### Entries provided
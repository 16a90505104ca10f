//! Riot routing values: platforms and regional clusters
//!
//! Riot's API is split across platform hosts (`na1`, `euw1`, ...) for
//! summoner and league data, and regional cluster hosts (`americas`,
//! `europe`, `asia`, `sea`) for account and match data. This module maps
//! between the two.

/// A platform routing value, as supplied by clients in the `region` query
/// parameter.
#[derive(Debug, Clone, Copy, PartialEq, Eq, Hash)]
pub enum Platform {
    Br1,
    Eun1,
    Euw1,
    Jp1,
    Kr,
    La1,
    La2,
    Na1,
    Oc1,
    Tr1,
    Ru,
    Ph2,
    Sg2,
    Th2,
    Tw2,
    Vn2,
}

/// A regional cluster host serving account and match endpoints.
#[derive(Debug, Clone, Copy, PartialEq, Eq, Hash)]
pub enum Cluster {
    Americas,
    Europe,
    Asia,
    Sea,
}

impl Platform {
    /// Returns a slice containing all platform variants.
    pub fn all() -> &'static [Platform] {
        &[
            Platform::Br1,
            Platform::Eun1,
            Platform::Euw1,
            Platform::Jp1,
            Platform::Kr,
            Platform::La1,
            Platform::La2,
            Platform::Na1,
            Platform::Oc1,
            Platform::Tr1,
            Platform::Ru,
            Platform::Ph2,
            Platform::Sg2,
            Platform::Th2,
            Platform::Tw2,
            Platform::Vn2,
        ]
    }

    /// Returns the lowercase routing value used in API hostnames.
    pub fn as_str(&self) -> &'static str {
        match self {
            Platform::Br1 => "br1",
            Platform::Eun1 => "eun1",
            Platform::Euw1 => "euw1",
            Platform::Jp1 => "jp1",
            Platform::Kr => "kr",
            Platform::La1 => "la1",
            Platform::La2 => "la2",
            Platform::Na1 => "na1",
            Platform::Oc1 => "oc1",
            Platform::Tr1 => "tr1",
            Platform::Ru => "ru",
            Platform::Ph2 => "ph2",
            Platform::Sg2 => "sg2",
            Platform::Th2 => "th2",
            Platform::Tw2 => "tw2",
            Platform::Vn2 => "vn2",
        }
    }

    /// Returns the uppercase form used in user-facing messages ("NA1").
    pub fn display(&self) -> &'static str {
        match self {
            Platform::Br1 => "BR1",
            Platform::Eun1 => "EUN1",
            Platform::Euw1 => "EUW1",
            Platform::Jp1 => "JP1",
            Platform::Kr => "KR",
            Platform::La1 => "LA1",
            Platform::La2 => "LA2",
            Platform::Na1 => "NA1",
            Platform::Oc1 => "OC1",
            Platform::Tr1 => "TR1",
            Platform::Ru => "RU",
            Platform::Ph2 => "PH2",
            Platform::Sg2 => "SG2",
            Platform::Th2 => "TH2",
            Platform::Tw2 => "TW2",
            Platform::Vn2 => "VN2",
        }
    }

    /// Returns the regional cluster serving this platform's match history.
    pub fn cluster(&self) -> Cluster {
        match self {
            Platform::Br1 | Platform::La1 | Platform::La2 | Platform::Na1 => Cluster::Americas,
            Platform::Eun1 | Platform::Euw1 | Platform::Tr1 | Platform::Ru => Cluster::Europe,
            Platform::Jp1 | Platform::Kr => Cluster::Asia,
            Platform::Oc1
            | Platform::Ph2
            | Platform::Sg2
            | Platform::Th2
            | Platform::Tw2
            | Platform::Vn2 => Cluster::Sea,
        }
    }

    /// Returns the cluster used for Account-V1 lookups.
    ///
    /// The account endpoints are not served on the `sea` cluster, so sea
    /// platforms resolve accounts through `asia` instead.
    pub fn account_cluster(&self) -> Cluster {
        match self.cluster() {
            Cluster::Sea => Cluster::Asia,
            cluster => cluster,
        }
    }

    /// Parses a routing value from client input.
    ///
    /// Matching is case-insensitive and ignores surrounding whitespace.
    /// Returns `None` for values Riot does not route.
    #[allow(clippy::should_implement_trait)]
    pub fn from_str(s: &str) -> Option<Platform> {
        let normalized = s.trim().to_lowercase();
        Platform::all()
            .iter()
            .copied()
            .find(|platform| platform.as_str() == normalized)
    }
}

impl Cluster {
    /// Returns the lowercase routing value used in API hostnames.
    pub fn as_str(&self) -> &'static str {
        match self {
            Cluster::Americas => "americas",
            Cluster::Europe => "europe",
            Cluster::Asia => "asia",
            Cluster::Sea => "sea",
        }
    }
}

#[cfg(test)]
mod tests {
    use super::*;

    #[test]
    fn test_cluster_mapping() {
        assert_eq!(Platform::Br1.cluster(), Cluster::Americas);
        assert_eq!(Platform::La1.cluster(), Cluster::Americas);
        assert_eq!(Platform::La2.cluster(), Cluster::Americas);
        assert_eq!(Platform::Na1.cluster(), Cluster::Americas);

        assert_eq!(Platform::Eun1.cluster(), Cluster::Europe);
        assert_eq!(Platform::Euw1.cluster(), Cluster::Europe);
        assert_eq!(Platform::Tr1.cluster(), Cluster::Europe);
        assert_eq!(Platform::Ru.cluster(), Cluster::Europe);

        assert_eq!(Platform::Jp1.cluster(), Cluster::Asia);
        assert_eq!(Platform::Kr.cluster(), Cluster::Asia);

        assert_eq!(Platform::Oc1.cluster(), Cluster::Sea);
        assert_eq!(Platform::Ph2.cluster(), Cluster::Sea);
        assert_eq!(Platform::Sg2.cluster(), Cluster::Sea);
        assert_eq!(Platform::Th2.cluster(), Cluster::Sea);
        assert_eq!(Platform::Tw2.cluster(), Cluster::Sea);
        assert_eq!(Platform::Vn2.cluster(), Cluster::Sea);
    }

    #[test]
    fn test_account_cluster_routes_sea_through_asia() {
        assert_eq!(Platform::Oc1.account_cluster(), Cluster::Asia);
        assert_eq!(Platform::Vn2.account_cluster(), Cluster::Asia);

        // Other platforms keep their match cluster
        assert_eq!(Platform::Na1.account_cluster(), Cluster::Americas);
        assert_eq!(Platform::Euw1.account_cluster(), Cluster::Europe);
        assert_eq!(Platform::Kr.account_cluster(), Cluster::Asia);
    }

    #[test]
    fn test_from_str_accepts_any_case() {
        assert_eq!(Platform::from_str("na1"), Some(Platform::Na1));
        assert_eq!(Platform::from_str("NA1"), Some(Platform::Na1));
        assert_eq!(Platform::from_str("EuW1"), Some(Platform::Euw1));
        assert_eq!(Platform::from_str("  kr  "), Some(Platform::Kr));
    }

    #[test]
    fn test_from_str_rejects_unknown_values() {
        assert_eq!(Platform::from_str("euw"), None);
        assert_eq!(Platform::from_str("americas"), None);
        assert_eq!(Platform::from_str(""), None);
    }

    #[test]
    fn test_round_trip_through_as_str() {
        for platform in Platform::all() {
            assert_eq!(Platform::from_str(platform.as_str()), Some(*platform));
        }
    }

    #[test]
    fn test_display_is_uppercase_as_str() {
        for platform in Platform::all() {
            assert_eq!(platform.display(), platform.as_str().to_uppercase());
        }
    }

    #[test]
    fn test_cluster_as_str() {
        assert_eq!(Cluster::Americas.as_str(), "americas");
        assert_eq!(Cluster::Europe.as_str(), "europe");
        assert_eq!(Cluster::Asia.as_str(), "asia");
        assert_eq!(Cluster::Sea.as_str(), "sea");
    }
}
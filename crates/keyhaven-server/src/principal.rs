//! Principal extraction.
//!
//! The engine trusts an upstream gateway to authenticate callers; the
//! gateway forwards the authenticated principal's UUID in the
//! `x-keyhaven-principal` header. Authorization (roles and grants) is
//! enforced by the engine on every operation, so a forged header without
//! matching membership or grants gets nothing.

use axum::extract::FromRequestParts;
use axum::http::request::Parts;
use uuid::Uuid;

use crate::error::ApiError;

/// Header carrying the authenticated principal's UUID.
pub const PRINCIPAL_HEADER: &str = "x-keyhaven-principal";

/// The authenticated principal, extracted from the request headers.
#[derive(Debug, Clone, Copy)]
pub struct Principal(pub Uuid);

impl<S> FromRequestParts<S> for Principal
where
    S: Send + Sync,
{
    type Rejection = ApiError;

    async fn from_request_parts(parts: &mut Parts, _state: &S) -> Result<Self, Self::Rejection> {
        let value = parts.headers.get(PRINCIPAL_HEADER).ok_or_else(|| {
            ApiError::Unauthorized(format!("missing {PRINCIPAL_HEADER} header"))
        })?;
        let text = value.to_str().map_err(|_| {
            ApiError::Unauthorized(format!("{PRINCIPAL_HEADER} header is not valid UTF-8"))
        })?;
        let id = text.parse::<Uuid>().map_err(|_| {
            ApiError::Unauthorized(format!("{PRINCIPAL_HEADER} header is not a UUID"))
        })?;
        Ok(Self(id))
    }
}
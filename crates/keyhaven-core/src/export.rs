//! Export rendering.
//!
//! A thin serialization layer over bulk export: records reaching this
//! module are already authorized and already decrypted. No security logic
//! lives here.

use chrono::{DateTime, Utc};
use serde::Serialize;

use keyhaven_store::models::Environment;

/// Output format for a bulk export.
#[derive(Debug, Clone, Copy, PartialEq, Eq)]
pub enum ExportFormat {
    Json,
    Csv,
    Dotenv,
}

impl std::str::FromStr for ExportFormat {
    type Err = String;

    fn from_str(s: &str) -> Result<Self, Self::Err> {
        match s.to_lowercase().as_str() {
            "json" => Ok(Self::Json),
            "csv" => Ok(Self::Csv),
            "dotenv" | "env" => Ok(Self::Dotenv),
            other => Err(format!("unknown export format: {other}")),
        }
    }
}

/// One decrypted record in an export payload.
#[derive(Debug, Clone, Serialize)]
pub struct ExportedSecret {
    pub name: String,
    pub value: String,
    pub description: Option<String>,
    pub environment: Environment,
    pub created_at: DateTime<Utc>,
    pub updated_at: DateTime<Utc>,
}

/// Render records in the requested format.
#[must_use]
pub fn render(format: ExportFormat, records: &[ExportedSecret]) -> String {
    match format {
        ExportFormat::Json => {
            // Plain structs with string keys — serialization cannot fail.
            serde_json::to_string_pretty(records).unwrap_or_else(|_| "[]".to_owned())
        }
        ExportFormat::Csv => render_csv(records),
        ExportFormat::Dotenv => render_dotenv(records),
    }
}

fn render_csv(records: &[ExportedSecret]) -> String {
    let mut out = String::from("name,value,description,environment,created_at,updated_at\n");
    for record in records {
        let row = [
            csv_field(&record.name),
            csv_field(&record.value),
            csv_field(record.description.as_deref().unwrap_or("")),
            csv_field(&record.environment.to_string()),
            csv_field(&record.created_at.to_rfc3339()),
            csv_field(&record.updated_at.to_rfc3339()),
        ];
        out.push_str(&row.join(","));
        out.push('\n');
    }
    out
}

fn csv_field(value: &str) -> String {
    if value.contains([',', '"', '\n', '\r']) {
        format!("\"{}\"", value.replace('"', "\"\""))
    } else {
        value.to_owned()
    }
}

fn render_dotenv(records: &[ExportedSecret]) -> String {
    let mut out = String::new();
    for record in records {
        out.push_str(&record.name);
        out.push('=');
        if record.value.contains(['\n', '"', ' ', '#']) {
            out.push('"');
            out.push_str(
                &record
                    .value
                    .replace('\\', "\\\\")
                    .replace('"', "\\\"")
                    .replace('\n', "\\n"),
            );
            out.push('"');
        } else {
            out.push_str(&record.value);
        }
        out.push('\n');
    }
    out
}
######
### Task objective
Please report the number of lines in this material holding the word "enum", and add no other words.

### Answer below
3